Saved entries

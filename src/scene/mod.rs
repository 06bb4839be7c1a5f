//! The weather scene: classifiers that turn forecast signals into effect
//! parameters, six particle engines that animate them, and the composition
//! layer that decides which engines are mounted at any moment.
//!
//! Nothing in here knows about terminals or schedulers. Engines advance one
//! frame per [`tick`](engine::EffectEngine::tick) call and draw into their
//! own [`Surface`](surface::Surface); the caller decides the frame rate and
//! how surfaces reach the screen.

pub mod background;
pub mod classify;
pub mod clouds;
pub mod compose;
pub mod engine;
pub mod rain;
pub mod snow;
pub mod stack;
pub mod stars;
pub mod sun;
pub mod surface;
pub mod wind;

pub use background::{Background, background_from_weather};
pub use compose::{SceneParams, WeatherSnapshot, compose};
pub use stack::SceneStack;
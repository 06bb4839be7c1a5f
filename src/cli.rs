#![allow(clippy::missing_errors_doc)]

use clap::{Parser, ValueEnum};

use crate::domain::demo::{SCENARIOS, Scenario};

#[derive(Debug, Clone, Copy, ValueEnum, PartialEq, Eq)]
pub enum UnitsArg {
    Celsius,
    Fahrenheit,
}

#[derive(Debug, Clone, Copy, ValueEnum, PartialEq, Eq)]
pub enum DemoArg {
    SunnyDay,
    Cloudy,
    CloudySunny,
    Rain,
    Snow,
    Windy,
    Storm,
    ClearNight,
}

impl DemoArg {
    #[must_use]
    pub fn scenario(self) -> &'static Scenario {
        match self {
            Self::SunnyDay => &SCENARIOS[0],
            Self::Cloudy => &SCENARIOS[1],
            Self::CloudySunny => &SCENARIOS[2],
            Self::Rain => &SCENARIOS[3],
            Self::Snow => &SCENARIOS[4],
            Self::Windy => &SCENARIOS[5],
            Self::Storm => &SCENARIOS[6],
            Self::ClearNight => &SCENARIOS[7],
        }
    }
}

#[allow(clippy::struct_excessive_bools)]
#[derive(Debug, Parser, Clone)]
#[command(
    name = "skycast",
    version,
    about = "Animated terminal weather dashboard"
)]
pub struct Cli {
    /// City name (default: Sheffield)
    pub city: Option<String>,

    /// Temperature units
    #[arg(long, value_enum, default_value_t = UnitsArg::Celsius)]
    pub units: UnitsArg,

    /// Target FPS (15..60)
    #[arg(long, default_value_t = 30, value_parser = clap::value_parser!(u8).range(15..=60))]
    pub fps: u8,

    /// Disable the animated backdrop
    #[arg(long)]
    pub no_animation: bool,

    /// Halve the animation rate
    #[arg(long)]
    pub reduced_motion: bool,

    /// Restrict geocoding to an ISO-3166 country code (e.g. GB)
    #[arg(long)]
    pub country_code: Option<String>,

    /// Direct latitude (requires --lon)
    #[arg(long, allow_negative_numbers = true)]
    pub lat: Option<f64>,

    /// Direct longitude (requires --lat)
    #[arg(long, allow_negative_numbers = true)]
    pub lon: Option<f64>,

    /// Refresh interval in seconds
    #[arg(long, default_value_t = 600)]
    pub refresh_interval: u64,

    /// Override the geocoding endpoint
    #[arg(long)]
    pub geocode_url: Option<String>,

    /// Override the forecast endpoint
    #[arg(long)]
    pub forecast_url: Option<String>,

    /// Override the NASA NEO feed endpoint
    #[arg(long)]
    pub neo_url: Option<String>,

    /// NASA API key for the flyby panel (falls back to $NASA_API_KEY)
    #[arg(long)]
    pub nasa_key: Option<String>,

    /// Render a canned scenario without touching the network
    #[arg(long, value_enum)]
    pub demo: Option<DemoArg>,

    /// Print a weather snapshot to stdout and exit
    #[arg(long)]
    pub one_shot: bool,
}

impl Cli {
    #[must_use]
    pub fn default_city(&self) -> String {
        self.city.clone().unwrap_or_else(|| "Sheffield".to_string())
    }

    #[must_use]
    pub fn api_key(&self) -> String {
        self.nasa_key
            .clone()
            .or_else(|| std::env::var("NASA_API_KEY").ok())
            .unwrap_or_else(|| "DEMO_KEY".to_string())
    }

    #[must_use]
    pub fn demo_scenario(&self) -> Option<&'static Scenario> {
        self.demo.map(DemoArg::scenario)
    }

    pub fn validate(&self) -> anyhow::Result<()> {
        match (self.lat, self.lon) {
            (Some(_), None) | (None, Some(_)) => {
                anyhow::bail!("--lat and --lon must be provided together")
            }
            _ => Ok(()),
        }
    }
}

__WORK INSTRUCTION__
Each line in the data where the string "Direct" occurs should be identified and copied.

__ANSWER BOX__
    /// Direct latitude (requires --lon)
    /// Direct longitude (requires --lat)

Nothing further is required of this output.